- Born: Ronald Lewis Sklut March 25, 1931 Morris, Illinois, U.S.
- Died: May 7, 2023 (aged 92) Washington, D.C., U.S.
- Education: Northwestern University (BA) Harvard University (MA)
- Occupations: Author, journalist, historian, professor
- Writing career
- Years active: 1959–2008
- Subjects: American history; foreign policy;

= Ronald Steel =

American historian (1931–2023)

Ronald Lewis Steel (né Sklut; March 25, 1931 – May 7, 2023) was an American writer, historian, and professor. He is the author of the definitive biography of Walter Lippmann.

==Early life==
Ronald Lewis Sklut was born on March 25, 1931, in Morris, Illinois, outside of Chicago. He was Jewish and his father immigrated to the United States from Russia.

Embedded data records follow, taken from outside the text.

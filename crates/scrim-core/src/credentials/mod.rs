//! Credential store access and provider status

mod status;
mod store;

pub use status::{
    ConfigStatus, CredentialEntry, CredentialReport, CredentialStatus, ProviderStatus,
    is_configured,
};
pub use store::{CredentialStore, DEFAULT_CREDENTIALS_PATH};
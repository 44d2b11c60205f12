//! Run configuration
//!
//! Evaluation parameters, the typed configuration tree the engine consumes,
//! and the builder that joins them.

mod builder;
mod params;
mod run_config;

pub use builder::ConfigBuilder;
pub use params::{
    COST_LIMIT_RANGE, DIFFICULTY_RANGE, EvaluationParameters, NUM_SAMPLES_RANGE,
    NUM_WORKERS_RANGE,
};
pub use run_config::{
    AnalysisConfig, CritiqueConfig, DatasetConfig, DescriptionGeneratorConfig,
    DialogManagerConfig, EnvironmentConfig, EventGeneratorConfig, EventGraphConfig, FlowConfig,
    PromptRef, RefinementConfig, RunConfiguration, StageConfig, TaskDescriptionConfig, defaults,
    prompts,
};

Steel earned his Bachelor of Arts degree in Political Science and English from Northwestern University (1953) and a Master of Arts degree in political economy from Harvard University (1955). He served in the United States Army, stationed in Paris and was a diplomat in the United States Foreign Service, stationed in Hamburg.

==Career==
Steel was an editor for the Scholastic Corporation from 1959 to 1962. By 1960, he had begun writing under the pen name Ronald Steel. After leaving Scholastic, he lived in Europe, working in Paris and London as a writer and translator.

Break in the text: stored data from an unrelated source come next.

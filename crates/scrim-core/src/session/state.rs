//! Run session state
//!
//! One `RunSession` exists per operator context and is passed explicitly to
//! the orchestrator. Only the orchestrator drives the Idle → Running →
//! Completed | Failed transitions; the operator may reset a finished session.

use std::fmt;
use std::path::{Path, PathBuf};
use std::sync::Arc;

use chrono::{DateTime, Utc};
use serde::{Deserialize, Serialize};

use crate::config::RunConfiguration;
use crate::error::{ScrimError, ScrimResult};

/// Lifecycle state of a run session
#[derive(Debug, Clone, Copy, PartialEq, Eq, Serialize, Deserialize)]
#[serde(rename_all = "snake_case")]
pub enum RunState {
    Idle,
    Running,
    Completed,
    Failed,
}

impl RunState {
    /// Whether the session has reached a terminal state
    pub fn is_finished(&self) -> bool {
        matches!(self, RunState::Completed | RunState::Failed)
    }

    pub fn as_str(&self) -> &'static str {
        match self {
            RunState::Idle => "idle",
            RunState::Running => "running",
            RunState::Completed => "completed",
            RunState::Failed => "failed",
        }
    }
}

impl fmt::Display for RunState {
    fn fmt(&self, f: &mut fmt::Formatter<'_>) -> fmt::Result {
        f.write_str(self.as_str())
    }
}

/// The live session of one operator context
#[derive(Debug, Clone)]
pub struct RunSession {
    state: RunState,
    config: Option<Arc<RunConfiguration>>,
    output_path: Option<PathBuf>,
    error: Option<String>,
    started_at: Option<DateTime<Utc>>,
    finished_at: Option<DateTime<Utc>>,
}

impl Default for RunSession {
    fn default() -> Self {
        Self::new()
    }
}

impl RunSession {
    /// Fresh session in the Idle state
    pub fn new() -> Self {
        Self {
            state: RunState::Idle,
            config: None,
            output_path: None,
            error: None,
            started_at: None,
            finished_at: None,
        }
    }

    pub fn state(&self) -> RunState {
        self.state
    }

    pub fn config(&self) -> Option<&RunConfiguration> {
        self.config.as_deref()
    }

    /// Root for results lookup, set only once a run has completed
    pub fn output_path(&self) -> Option<&Path> {
        self.output_path.as_deref()
    }

    /// Error text of a failed run
    pub fn error(&self) -> Option<&str> {
        self.error.as_deref()
    }

    /// The failure of a failed run as an error value
    pub fn failure(&self) -> Option<ScrimError> {
        self.error.clone().map(ScrimError::ExecutorFailure)
    }

    pub fn started_at(&self) -> Option<DateTime<Utc>> {
        self.started_at
    }

    /// Wall-clock duration of the last run, once it has finished
    pub fn duration(&self) -> Option<chrono::Duration> {
        Some(self.finished_at? - self.started_at?)
    }

    /// Return a finished session to Idle, dropping its results
    pub fn reset(&mut self) -> ScrimResult<()> {
        if !self.state.is_finished() {
            return Err(ScrimError::InvalidState {
                state: self.state.to_string(),
            });
        }
        *self = Self::new();
        Ok(())
    }

    pub(crate) fn begin(&mut self, config: RunConfiguration) -> ScrimResult<Arc<RunConfiguration>> {
        if self.state != RunState::Idle {
            return Err(ScrimError::InvalidState {
                state: self.state.to_string(),
            });
        }
        let config = Arc::new(config);
        self.state = RunState::Running;
        self.config = Some(Arc::clone(&config));
        self.output_path = None;
        self.error = None;
        self.started_at = Some(Utc::now());
        self.finished_at = None;
        Ok(config)
    }

    pub(crate) fn complete(&mut self, output_path: PathBuf) {
        debug_assert_eq!(self.state, RunState::Running);
        self.state = RunState::Completed;
        self.output_path = Some(output_path);
        self.finished_at = Some(Utc::now());
    }

    pub(crate) fn fail(&mut self, error: String) {
        debug_assert_eq!(self.state, RunState::Running);
        self.state = RunState::Failed;
        self.error = Some(error);
        self.finished_at = Some(Utc::now());
    }
}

Steel was the author of Walter Lippmann and the American Century, the definitive biography of Lippmann. For this book, he was awarded the 1980 National Book Critics Circle Award in General Nonfiction, a National Book Award,
the Bancroft Prize, and the Los Angeles Times Book Prize for History. The book was also nominated for the Pulitzer Prize in Biography.

He was awarded a Guggenheim Fellowship in 1973.

Steel was a professor of International Relations, History, and Journalism at the University of Southern California, where he taught from 1986 to 2008. Before teaching at USC, he taught at Yale University, Rutgers University, Wellesley College, Dartmouth College, George Washington University, UCLA, and Princeton University.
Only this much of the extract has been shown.